In 1950, Spiegelberg invited Indian professor of philosophy Haridas Chaudhuri, who had done his dissertation on the Integral philosophy of Sri Aurobindo, to join the staff of the newly formed American Academy of Asian Studies in San Francisco, the first accredited U.S. graduate school devoted exclusively to the study of Asiatic lands and peoples. This school was closed and replaced in 1968 by the California Institute of Asian (now Integral) Studies founded by Haridas Chaudhuri where Spiegelberg served as president from 1976 to 1978. In 1960, Spiegelberg and Chaudhuri published a commemorative volume on Sri Aurobindo.

Spiegelberg was also involved in founding the Esalen Institute with former student Michael Murphy and Dick Price.

In 2007, religion scholar Jeffrey Kripal summarized Spiegelberg's approach to religion as follows:
Spiegelberg’s phrase "the religion of no religion" had deep existential roots. It was based on a mystical encounter with the natural world he experienced as a young theology student. He was walking in a wheat field on a bright day when, quite suddenly, his ego vanished and what he calls the Self appeared. Through this altered perspective, he began to see that God was shining through everything in the world, that everything was divine, that there was nothing but holiness. As he reveled in this revelation, he came around a corner and found himself confronting a gray church. He was horrified. How, he asked himself, could such a building claim to hold something more sacred, more divine, than what he had just experienced in the poppies, birds, and sky of the now divinized cosmos? It all seemed preposterous, utterly preposterous, to him. From the theological scandal of this initial altered state, Spiegelberg developed and theorized what was essentially (or non-essentially) an apophatic mystical theology that approaches religious language, symbol, and myth as non-literal projective expressions of some deeper metaphysical truth that, paradoxically, is simultaneously immanent and transcendent—a kind of dialectical or mystical humanism, if you will. It was just such a comparative mystical theology grounded in the natural world, and just such a critical but deep engagement with the religious traditions of the world, that inspired Murphy and his colleagues in their new venture.

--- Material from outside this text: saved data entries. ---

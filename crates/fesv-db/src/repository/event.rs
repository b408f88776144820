//! # Event Repository
//!
//! Eventos de contingencia: the signed payload, its submission state and the
//! authority's answer.

use chrono::Utc;
use sqlx::{SqliteConnection, SqlitePool};
use tracing::{info, warn};

use super::document::link_to_event_in;
use super::{new_id, retry_with_new_id};
use crate::error::{DbError, DbResult};
use fesv_core::{ContingencyEvent, EventEstado};

/// A built and signed event about to be stored.
#[derive(Debug, Clone)]
pub struct NewEvent {
    pub period_id: String,
    pub company_id: String,
    pub codigo_generacion: String,
    pub event_unsigned: String,
    pub event_signed: String,
    pub dte_count: i64,
}

/// Repository for contingency events.
#[derive(Debug, Clone)]
pub struct EventRepository {
    pool: SqlitePool,
    max_id_attempts: u32,
}

impl EventRepository {
    pub fn new(pool: SqlitePool, max_id_attempts: u32) -> Self {
        EventRepository {
            pool,
            max_id_attempts,
        }
    }

    /// Stores an event and links its documents in one transaction.
    pub async fn create_with_documents(
        &self,
        event: &NewEvent,
        document_ids: &[String],
    ) -> DbResult<ContingencyEvent> {
        let mut tx = self.pool.begin().await?;

        let stored = insert_in(&mut tx, event, self.max_id_attempts).await?;
        let linked = link_to_event_in(&mut tx, document_ids, &stored.id).await?;

        tx.commit().await?;

        if linked as usize != document_ids.len() {
            warn!(
                event_id = %stored.id,
                linked,
                expected = document_ids.len(),
                "Some documents were already linked to another event"
            );
        }
        info!(
            event_id = %stored.id,
            period_id = %stored.period_id,
            dte_count = stored.dte_count,
            "Contingency event stored"
        );
        Ok(stored)
    }

    pub async fn get(&self, id: &str) -> DbResult<Option<ContingencyEvent>> {
        let event =
            sqlx::query_as::<_, ContingencyEvent>("SELECT * FROM contingency_events WHERE id = ?1")
                .bind(id)
                .fetch_optional(&self.pool)
                .await?;
        Ok(event)
    }

    /// All events of a period, oldest first.
    pub async fn for_period(&self, period_id: &str) -> DbResult<Vec<ContingencyEvent>> {
        let events = sqlx::query_as::<_, ContingencyEvent>(
            "SELECT * FROM contingency_events WHERE period_id = ?1 ORDER BY created_at ASC",
        )
        .bind(period_id)
        .fetch_all(&self.pool)
        .await?;
        Ok(events)
    }

    /// Records the authority's receipt for an event.
    ///
    /// `accepted_at` is stamped once, when the event is first received.
    pub async fn record_response(
        &self,
        id: &str,
        estado: EventEstado,
        sello_recibido: Option<&str>,
        hacienda_response: &str,
    ) -> DbResult<()> {
        let now = Utc::now();
        let accepted_at = (estado == EventEstado::Recibido).then_some(now);

        let result = sqlx::query(
            r#"
            UPDATE contingency_events SET
                estado = ?2,
                sello_recibido = COALESCE(?3, sello_recibido),
                hacienda_response = ?4,
                submitted_at = ?5,
                accepted_at = COALESCE(accepted_at, ?6)
            WHERE id = ?1 AND estado = 'PENDING'
            "#,
        )
        .bind(id)
        .bind(estado)
        .bind(sello_recibido)
        .bind(hacienda_response)
        .bind(now)
        .bind(accepted_at)
        .execute(&self.pool)
        .await?;

        if result.rows_affected() == 0 {
            return Err(DbError::not_found("pending ContingencyEvent", id));
        }

        info!(event_id = %id, estado = %estado, "Contingency event response recorded");
        Ok(())
    }
}

/// Stores a new event in the caller's transaction (estado `PENDING`).
pub async fn insert_in(
    conn: &mut SqliteConnection,
    event: &NewEvent,
    max_id_attempts: u32,
) -> DbResult<ContingencyEvent> {
    let mut attempt = 1;
    loop {
        let result: DbResult<ContingencyEvent> = sqlx::query_as::<_, ContingencyEvent>(
            r#"
            INSERT INTO contingency_events (
                id, period_id, company_id, codigo_generacion,
                event_unsigned, event_signed, estado, dte_count, created_at
            ) VALUES (?1, ?2, ?3, ?4, ?5, ?6, 'PENDING', ?7, ?8)
            RETURNING *
            "#,
        )
        .bind(new_id())
        .bind(&event.period_id)
        .bind(&event.company_id)
        .bind(&event.codigo_generacion)
        .bind(&event.event_unsigned)
        .bind(&event.event_signed)
        .bind(event.dte_count)
        .bind(Utc::now())
        .fetch_one(&mut *conn)
        .await
        .map_err(Into::into);

        match result {
            Err(err) if retry_with_new_id(&err, "contingency_event", attempt, max_id_attempts) => {
                attempt += 1;
            }
            other => return other,
        }
    }
}
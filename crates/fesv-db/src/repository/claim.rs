//! # Work Claiming
//!
//! Hands periods and lotes to exactly one worker at a time, across any
//! number of processes sharing the store.
//!
//! ## Claim Statement
//! ```text
//! ┌─────────────────────────────────────────────────────────────────────────┐
//! │  UPDATE contingency_periods                                             │
//! │     SET processing = 1, claimed_at = now                                │
//! │   WHERE id IN (SELECT id FROM contingency_periods                       │
//! │                 WHERE status IN (..) AND processing = 0                 │
//! │                 ORDER BY created_at LIMIT n)                            │
//! │  RETURNING *                                                            │
//! │                                                                         │
//! │  Worker A ──► claims rows 1..n     (holds the write lock briefly)      │
//! │  Worker B ──► sees processing = 1 on those rows, claims the next ones  │
//! │                                                                         │
//! │  Nobody waits on a claimed row; claimed rows simply drop out of the    │
//! │  candidate set.                                                        │
//! └─────────────────────────────────────────────────────────────────────────┘
//! ```
//!
//! A worker that dies mid-unit leaves `processing = 1` behind; the stale
//! sweep releases such rows once `claimed_at` is older than the cutoff.

use chrono::{DateTime, Utc};
use sqlx::{QueryBuilder, Sqlite, SqlitePool};
use tracing::{debug, warn};

use crate::error::DbResult;
use fesv_core::{ContingencyPeriod, Lote, LoteStatus, PeriodStatus};

/// Rows released by [`WorkerClaimer::release_stale_claims`].
#[derive(Debug, Clone, Copy, Default, PartialEq, Eq)]
pub struct StaleClaimSweep {
    pub periods: u64,
    pub lotes: u64,
}

/// Cross-process claimer for periods and lotes.
#[derive(Debug, Clone)]
pub struct WorkerClaimer {
    pool: SqlitePool,
}

impl WorkerClaimer {
    pub fn new(pool: SqlitePool) -> Self {
        WorkerClaimer { pool }
    }

    /// Claims up to `limit` unclaimed periods in the given statuses.
    pub async fn claim_periods(
        &self,
        statuses: &[PeriodStatus],
        limit: i64,
    ) -> DbResult<Vec<ContingencyPeriod>> {
        if statuses.is_empty() || limit <= 0 {
            return Ok(Vec::new());
        }

        let mut qb = QueryBuilder::<Sqlite>::new(
            "UPDATE contingency_periods SET processing = 1, claimed_at = ",
        );
        qb.push_bind(Utc::now());
        qb.push(
            " WHERE id IN (SELECT id FROM contingency_periods WHERE processing = 0 AND status IN (",
        );
        let mut candidates = qb.separated(", ");
        for status in statuses {
            candidates.push_bind(*status);
        }
        candidates.push_unseparated(") ORDER BY created_at ASC LIMIT ");
        candidates.push_bind_unseparated(limit);
        candidates.push_unseparated(") RETURNING *");

        let mut claimed = qb
            .build_query_as::<ContingencyPeriod>()
            .fetch_all(&self.pool)
            .await?;
        claimed.sort_by(|a, b| a.created_at.cmp(&b.created_at));

        if !claimed.is_empty() {
            debug!(count = claimed.len(), "Claimed contingency periods");
        }
        Ok(claimed)
    }

    pub async fn release_period(&self, id: &str) -> DbResult<()> {
        sqlx::query(
            "UPDATE contingency_periods SET processing = 0, claimed_at = NULL WHERE id = ?1",
        )
        .bind(id)
        .execute(&self.pool)
        .await?;
        Ok(())
    }

    /// Claims up to `limit` unclaimed lotes in the given statuses.
    pub async fn claim_lotes(&self, statuses: &[LoteStatus], limit: i64) -> DbResult<Vec<Lote>> {
        if statuses.is_empty() || limit <= 0 {
            return Ok(Vec::new());
        }

        let mut qb = QueryBuilder::<Sqlite>::new("UPDATE lotes SET processing = 1, claimed_at = ");
        qb.push_bind(Utc::now());
        qb.push(" WHERE id IN (SELECT id FROM lotes WHERE processing = 0 AND status IN (");
        let mut candidates = qb.separated(", ");
        for status in statuses {
            candidates.push_bind(*status);
        }
        candidates.push_unseparated(") ORDER BY created_at ASC LIMIT ");
        candidates.push_bind_unseparated(limit);
        candidates.push_unseparated(") RETURNING *");

        let mut claimed = qb.build_query_as::<Lote>().fetch_all(&self.pool).await?;
        claimed.sort_by(|a, b| a.created_at.cmp(&b.created_at));

        if !claimed.is_empty() {
            debug!(count = claimed.len(), "Claimed lotes");
        }
        Ok(claimed)
    }

    pub async fn release_lote(&self, id: &str) -> DbResult<()> {
        sqlx::query("UPDATE lotes SET processing = 0, claimed_at = NULL WHERE id = ?1")
            .bind(id)
            .execute(&self.pool)
            .await?;
        Ok(())
    }

    /// Releases claims taken before `older_than`.
    pub async fn release_stale_claims(&self, older_than: DateTime<Utc>) -> DbResult<StaleClaimSweep> {
        let periods = sqlx::query(
            r#"
            UPDATE contingency_periods SET processing = 0, claimed_at = NULL
            WHERE processing = 1 AND (claimed_at IS NULL OR claimed_at < ?1)
            "#,
        )
        .bind(older_than)
        .execute(&self.pool)
        .await?
        .rows_affected();

        let lotes = sqlx::query(
            r#"
            UPDATE lotes SET processing = 0, claimed_at = NULL
            WHERE processing = 1 AND (claimed_at IS NULL OR claimed_at < ?1)
            "#,
        )
        .bind(older_than)
        .execute(&self.pool)
        .await?
        .rows_affected();

        let sweep = StaleClaimSweep { periods, lotes };
        if sweep != StaleClaimSweep::default() {
            warn!(
                periods = sweep.periods,
                lotes = sweep.lotes,
                "Released stale claims"
            );
        }
        Ok(sweep)
    }
}

// =============================================================================
// Unit Tests
// =============================================================================
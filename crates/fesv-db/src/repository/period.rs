//! # Period Repository
//!
//! Contingency period lifecycle.
//!
//! ## Period Lifecycle
//! ```text
//! ┌─────────────────────────────────────────────────────────────────────────┐
//! │                       Period Lifecycle                                  │
//! │                                                                         │
//! │  1. FIND OR CREATE (first failure of an outage)                        │
//! │     └── status = active, f_inicio/h_inicio = local now                 │
//! │     └── later failures in the same scope join this period              │
//! │                                                                         │
//! │  2. CLOSE (authority reachable again)                                  │
//! │     └── f_fin/h_fin = local now, status = reporting                    │
//! │     └── no-op when the period is no longer active                      │
//! │                                                                         │
//! │  3. COMPLETE (every document terminal)                                 │
//! │     └── status = completed                                             │
//! │                                                                         │
//! └─────────────────────────────────────────────────────────────────────────┘
//! ```
//!
//! The partial unique index `idx_periods_one_active` guarantees at most one
//! active period per (company, establishment, point of sale, ambiente), no
//! matter how many processes race on the first failure.

use chrono::{NaiveDateTime, Utc};
use sqlx::{SqliteConnection, SqlitePool};
use tracing::{debug, info};

use super::{new_id, retry_with_new_id};
use crate::error::{DbError, DbResult};
use fesv_core::{ContingencyPeriod, PeriodScope, TipoContingencia};

const DATE_FORMAT: &str = "%Y-%m-%d";
const TIME_FORMAT: &str = "%H:%M:%S";

/// Repository for contingency periods.
#[derive(Debug, Clone)]
pub struct PeriodRepository {
    pool: SqlitePool,
    max_id_attempts: u32,
}

impl PeriodRepository {
    pub fn new(pool: SqlitePool, max_id_attempts: u32) -> Self {
        PeriodRepository {
            pool,
            max_id_attempts,
        }
    }

    /// Returns the active period for `scope`, creating it when none exists.
    ///
    /// An existing period is returned unchanged: the classification of the
    /// first failure of an outage wins.
    pub async fn find_or_create_active(
        &self,
        scope: &PeriodScope,
        tipo: TipoContingencia,
        motivo: &str,
        local_now: NaiveDateTime,
    ) -> DbResult<ContingencyPeriod> {
        let mut tx = self.pool.begin().await?;
        let period =
            find_or_create_active_in(&mut tx, scope, tipo, motivo, local_now, self.max_id_attempts)
                .await?;
        tx.commit().await?;
        Ok(period)
    }

    pub async fn get(&self, id: &str) -> DbResult<Option<ContingencyPeriod>> {
        let period =
            sqlx::query_as::<_, ContingencyPeriod>("SELECT * FROM contingency_periods WHERE id = ?1")
                .bind(id)
                .fetch_optional(&self.pool)
                .await?;
        Ok(period)
    }

    /// The active period of a scope, if any.
    pub async fn active_for_scope(&self, scope: &PeriodScope) -> DbResult<Option<ContingencyPeriod>> {
        let mut conn = self.pool.acquire().await?;
        active_for_scope_in(&mut conn, scope).await
    }

    /// Closes an active period and moves it to reporting.
    ///
    /// Returns `false` (and changes nothing) when the period is not active,
    /// so a second close keeps the original end stamp.
    pub async fn close(&self, id: &str, local_now: NaiveDateTime) -> DbResult<bool> {
        let result = sqlx::query(
            r#"
            UPDATE contingency_periods SET
                f_fin = ?2,
                h_fin = ?3,
                status = 'reporting',
                updated_at = ?4
            WHERE id = ?1 AND status = 'active'
            "#,
        )
        .bind(id)
        .bind(local_now.format(DATE_FORMAT).to_string())
        .bind(local_now.format(TIME_FORMAT).to_string())
        .bind(Utc::now())
        .execute(&self.pool)
        .await?;

        let closed = result.rows_affected() > 0;
        if closed {
            info!(period_id = %id, "Contingency period closed");
        } else {
            debug!(period_id = %id, "Period not active, close skipped");
        }
        Ok(closed)
    }

    /// Marks a period as completed once the caller has confirmed every
    /// document is terminal. Returns false if it was already completed.
    pub async fn complete(&self, id: &str) -> DbResult<bool> {
        let result = sqlx::query(
            r#"
            UPDATE contingency_periods SET
                status = 'completed',
                updated_at = ?2
            WHERE id = ?1 AND status <> 'completed'
            "#,
        )
        .bind(id)
        .bind(Utc::now())
        .execute(&self.pool)
        .await?;

        let completed = result.rows_affected() > 0;
        if completed {
            info!(period_id = %id, "Contingency period completed");
        }
        Ok(completed)
    }

    /// True when no document of the period is outside {procesado, rechazado}.
    pub async fn check_completion(&self, id: &str) -> DbResult<bool> {
        let open: i64 = sqlx::query_scalar(
            r#"
            SELECT COUNT(*) FROM documents
            WHERE contingency_period_id = ?1
              AND transmission_status NOT IN ('procesado', 'rechazado')
            "#,
        )
        .bind(id)
        .fetch_one(&self.pool)
        .await?;

        Ok(open == 0)
    }
}

/// Find-or-create on the caller's transaction.
///
/// Writes first so the transaction holds the write lock before it reads.
pub async fn find_or_create_active_in(
    conn: &mut SqliteConnection,
    scope: &PeriodScope,
    tipo: TipoContingencia,
    motivo: &str,
    local_now: NaiveDateTime,
    max_id_attempts: u32,
) -> DbResult<ContingencyPeriod> {
    let mut attempt = 1;
    loop {
        let now = Utc::now();
        let inserted = sqlx::query(
            r#"
            INSERT INTO contingency_periods (
                id, company_id, establishment_id, point_of_sale_id, ambiente,
                f_inicio, h_inicio, tipo_contingencia, motivo_contingencia,
                status, processing, created_at, updated_at
            ) VALUES (?1, ?2, ?3, ?4, ?5, ?6, ?7, ?8, ?9, 'active', 0, ?10, ?10)
            ON CONFLICT (company_id, establishment_id, point_of_sale_id, ambiente)
                WHERE status = 'active' DO NOTHING
            "#,
        )
        .bind(new_id())
        .bind(&scope.company_id)
        .bind(&scope.establishment_id)
        .bind(&scope.point_of_sale_id)
        .bind(scope.ambiente)
        .bind(local_now.format(DATE_FORMAT).to_string())
        .bind(local_now.format(TIME_FORMAT).to_string())
        .bind(tipo)
        .bind(motivo)
        .bind(now)
        .execute(&mut *conn)
        .await
        .map_err(DbError::from);

        match inserted {
            Ok(result) => {
                if result.rows_affected() > 0 {
                    info!(
                        company_id = %scope.company_id,
                        point_of_sale_id = %scope.point_of_sale_id,
                        ambiente = %scope.ambiente,
                        tipo_contingencia = tipo.code(),
                        "Contingency period opened"
                    );
                }
                break;
            }
            Err(err) if retry_with_new_id(&err, "contingency_period", attempt, max_id_attempts) => {
                attempt += 1;
            }
            Err(err) => return Err(err),
        }
    }

    active_for_scope_in(conn, scope).await?.ok_or_else(|| {
        DbError::Internal(format!(
            "no active period for point of sale {} after insert",
            scope.point_of_sale_id
        ))
    })
}

/// Reads a period on the caller's transaction.
pub async fn get_in(conn: &mut SqliteConnection, id: &str) -> DbResult<Option<ContingencyPeriod>> {
    let period =
        sqlx::query_as::<_, ContingencyPeriod>("SELECT * FROM contingency_periods WHERE id = ?1")
            .bind(id)
            .fetch_optional(&mut *conn)
            .await?;
    Ok(period)
}

async fn active_for_scope_in(
    conn: &mut SqliteConnection,
    scope: &PeriodScope,
) -> DbResult<Option<ContingencyPeriod>> {
    let period = sqlx::query_as::<_, ContingencyPeriod>(
        r#"
        SELECT * FROM contingency_periods
        WHERE company_id = ?1
          AND establishment_id = ?2
          AND point_of_sale_id = ?3
          AND ambiente = ?4
          AND status = 'active'
        "#,
    )
    .bind(&scope.company_id)
    .bind(&scope.establishment_id)
    .bind(&scope.point_of_sale_id)
    .bind(scope.ambiente)
    .fetch_optional(&mut *conn)
    .await?;

    Ok(period)
}

// =============================================================================
// Unit Tests
// =============================================================================

#[cfg(test)]
mod tests {
    use chrono::NaiveDate;

    use crate::repository::test_support::{memory_db, seed_outlet, Outlet};
    use fesv_core::{Ambiente, PeriodScope, PeriodStatus, TipoContingencia};

    use super::*;

    fn local(h: u32, m: u32, s: u32) -> NaiveDateTime {
        NaiveDate::from_ymd_opt(2025, 3, 15)
            .unwrap()
            .and_hms_opt(h, m, s)
            .unwrap()
    }

    fn scope(outlet: &Outlet) -> PeriodScope {
        PeriodScope {
            company_id: outlet.company.id.clone(),
            establishment_id: outlet.establishment.id.clone(),
            point_of_sale_id: outlet.point_of_sale.id.clone(),
            ambiente: Ambiente::Test,
        }
    }

    #[tokio::test]
    async fn test_first_failure_classification_wins() {
        let db = memory_db().await;
        let outlet = seed_outlet(&db).await;
        let periods = db.periods();

        let first = periods
            .find_or_create_active(&scope(&outlet), TipoContingencia::AuthorityDown, "timeout", local(10, 0, 0))
            .await
            .unwrap();
        let second = periods
            .find_or_create_active(&scope(&outlet), TipoContingencia::PowerOutage, "power", local(10, 5, 0))
            .await
            .unwrap();

        assert_eq!(first.id, second.id);
        assert_eq!(second.tipo_contingencia, TipoContingencia::AuthorityDown);
        assert_eq!(second.f_inicio, "2025-03-15");
        assert_eq!(second.h_inicio, "10:00:00");
        assert_eq!(second.status, PeriodStatus::Active);
    }

    #[tokio::test]
    async fn test_other_ambiente_gets_its_own_period() {
        let db = memory_db().await;
        let outlet = seed_outlet(&db).await;
        let mut production = scope(&outlet);
        production.ambiente = Ambiente::Production;

        let test = db
            .periods()
            .find_or_create_active(&scope(&outlet), TipoContingencia::AuthorityDown, "x", local(9, 0, 0))
            .await
            .unwrap();
        let prod = db
            .periods()
            .find_or_create_active(&production, TipoContingencia::AuthorityDown, "x", local(9, 0, 0))
            .await
            .unwrap();

        assert_ne!(test.id, prod.id);
        assert_eq!(prod.ambiente, Ambiente::Production);
    }

    #[tokio::test]
    async fn test_close_is_idempotent() {
        let db = memory_db().await;
        let outlet = seed_outlet(&db).await;
        let periods = db.periods();
        let period = periods
            .find_or_create_active(&scope(&outlet), TipoContingencia::AuthorityDown, "x", local(8, 0, 0))
            .await
            .unwrap();

        assert!(periods.close(&period.id, local(9, 30, 15)).await.unwrap());
        assert!(!periods.close(&period.id, local(11, 0, 0)).await.unwrap());

        let closed = periods.get(&period.id).await.unwrap().unwrap();
        assert_eq!(closed.status, PeriodStatus::Reporting);
        assert_eq!(closed.f_fin.as_deref(), Some("2025-03-15"));
        assert_eq!(closed.h_fin.as_deref(), Some("09:30:15"));
        assert!(closed.is_closed());
    }

    #[tokio::test]
    async fn test_closed_period_frees_scope_for_a_new_one() {
        let db = memory_db().await;
        let outlet = seed_outlet(&db).await;
        let periods = db.periods();
        let first = periods
            .find_or_create_active(&scope(&outlet), TipoContingencia::AuthorityDown, "x", local(8, 0, 0))
            .await
            .unwrap();
        periods.close(&first.id, local(9, 0, 0)).await.unwrap();

        let second = periods
            .find_or_create_active(&scope(&outlet), TipoContingencia::InternetOutage, "y", local(12, 0, 0))
            .await
            .unwrap();
        assert_ne!(first.id, second.id);
        assert_eq!(second.tipo_contingencia, TipoContingencia::InternetOutage);
    }

    #[tokio::test]
    async fn test_complete_from_any_open_status() {
        let db = memory_db().await;
        let outlet = seed_outlet(&db).await;
        let periods = db.periods();

        // An active period with nothing open completes directly.
        let active = periods
            .find_or_create_active(&scope(&outlet), TipoContingencia::AuthorityDown, "x", local(8, 0, 0))
            .await
            .unwrap();
        assert!(periods.check_completion(&active.id).await.unwrap());
        assert!(periods.complete(&active.id).await.unwrap());
        assert_eq!(
            periods.get(&active.id).await.unwrap().unwrap().status,
            PeriodStatus::Completed
        );
        assert!(!periods.complete(&active.id).await.unwrap());

        // So does a reporting one.
        let reporting = periods
            .find_or_create_active(&scope(&outlet), TipoContingencia::AuthorityDown, "x", local(10, 0, 0))
            .await
            .unwrap();
        assert_ne!(reporting.id, active.id);
        periods.close(&reporting.id, local(11, 0, 0)).await.unwrap();
        assert!(periods.complete(&reporting.id).await.unwrap());
        assert_eq!(
            periods.get(&reporting.id).await.unwrap().unwrap().status,
            PeriodStatus::Completed
        );
    }
}
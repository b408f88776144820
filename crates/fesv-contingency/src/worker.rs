//! # Contingency Worker
//!
//! Background job that drives queued documents to a verdict. Any number of
//! worker processes may run against the same store; periods and lotes are
//! claimed before they are touched.
//!
//! ## Worker Flow
//! ```text
//! ┌─────────────────────────────────────────────────────────────────────────┐
//! │                      ContingencyWorker::run                             │
//! │                                                                         │
//! │  every 5 min   retry_signatures                                        │
//! │                pending_signature ──sign──► contingency_queued          │
//! │                                  ──fail──► retry count + 1             │
//! │                                                                         │
//! │  every 2 min   process_periods (claim active | reporting)              │
//! │                active ──authenticate ok──► close ──► reporting         │
//! │                reporting:                                              │
//! │                  1. resubmit PENDING events, lote for RECIBIDO ones    │
//! │                  2. signed, unreported documents (≤ 1000)              │
//! │                  3. build event ► sign ► store + link documents        │
//! │                  4. submit event ► record response                     │
//! │                  5. RECIBIDO ► create lote, link documents             │
//! │                  nothing left and all terminal ► completed             │
//! │                                                                         │
//! │  every 1 min   submit_lotes (claim pending)                            │
//! │                envelope ► submit_batch ► submitted + codigoLote        │
//! │                                                                         │
//! │  every 30 s    poll_lotes (claim submitted)                            │
//! │                poll_batch ► procesado / rechazado per document         │
//! │                all terminal ► lote completed ► period completed        │
//! │                                                                         │
//! │  every 5 min   sweep_stale_claims                                      │
//! └─────────────────────────────────────────────────────────────────────────┘
//! ```
//!
//! Every pass logs and continues per unit; one bad period never blocks the
//! others. Claims are released on every path.

use std::future::Future;
use std::sync::Arc;
use std::time::Duration;
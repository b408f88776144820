//! # Repository Module
//!
//! One repository per table family, each holding a pool clone.
//!
//! ## Available Repositories
//!
//! - [`sequence::SequenceRepository`] - Numero de control allocation
//! - [`period::PeriodRepository`] - Contingency period lifecycle
//! - [`document::DocumentRepository`] - Documents queued in contingency
//! - [`event::EventRepository`] - Eventos de contingencia
//! - [`lote::LoteRepository`] - Batch submissions
//! - [`outlet::OutletRepository`] - Companies, establishments, points of sale
//! - [`claim::WorkerClaimer`] - Cross-process work claiming
//!
//! ## Generated Keys
//! ```text
//! insert(id = new_id())
//!     │
//!     ├── Ok ──────────────────────────► done
//!     ├── UniqueViolation, attempts left ► new id, insert again
//!     └── anything else / exhausted ────► error
//! ```

pub mod claim;
pub mod document;
pub mod event;
pub mod lote;
pub mod outlet;
pub mod period;
pub mod sequence;

use tracing::warn;

use crate::error::DbError;

/// New upper-case UUID primary key.
pub fn new_id() -> String {
    fesv_core::new_generation_code()
}

/// Whether an insert should be attempted again with a fresh key.
pub(crate) fn retry_with_new_id(err: &DbError, entity: &str, attempt: u32, max: u32) -> bool {
    if err.is_unique_violation() && attempt < max {
        warn!(entity, attempt, error = %err, "Generated key collided, retrying");
        true
    } else {
        false
    }
}
//! Fixed file locations for one run.
//!
//! `hmac.ini` and `log.txt` sit next to the executable unless another base
//! directory is supplied. The struct is built once in `main` and handed down.

use crate::error::Error;
use std::path::{Path, PathBuf};

pub const CONFIG_FILE_NAME: &str = "hmac.ini";
pub const LOG_FILE_NAME: &str = "log.txt";

#[derive(Clone, Debug)]
pub struct Settings {
    base_dir: PathBuf,
    config_path: PathBuf,
    log_path: PathBuf,
}

impl Settings {
    pub fn with_base_dir(base_dir: impl Into<PathBuf>) -> Self {
        let base_dir = base_dir.into();
        Self {
            config_path: base_dir.join(CONFIG_FILE_NAME),
            log_path: base_dir.join(LOG_FILE_NAME),
            base_dir,
        }
    }

    /// Resolve the base directory from the running executable.
    pub fn beside_executable() -> Result<Self, Error> {
        let exe = std::env::current_exe()?;
        let dir = exe
            .parent()
            .ok_or(Error::InvalidArgs("executable path has no parent directory"))?;
        Ok(Self::with_base_dir(dir))
    }

    pub fn base_dir(&self) -> &Path {
        &self.base_dir
    }

    pub fn config_path(&self) -> &Path {
        &self.config_path
    }

    pub fn log_path(&self) -> &Path {
        &self.log_path
    }
}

Spiegelberg died in 1994 of complications from abdominal surgery. He was survived by a daughter, Corinne Wilkinson, as well as two children from an earlier marriage: a son, Valentin Spiegelberg, and a daughter, Dorothea Florian.

==Publications==
- Spiritual Practices of India. Citadel Press, 1962.
- Zen, Rocks, and Waters. Pantheon Books, 1961.
- Living Religions of the World. Prentice-Hall, 1956.
- The Religion of No-Religion. J. L. Delkin, 1948.
- Alchemy as a Way of Salvation. J. L. Delkin, 1945.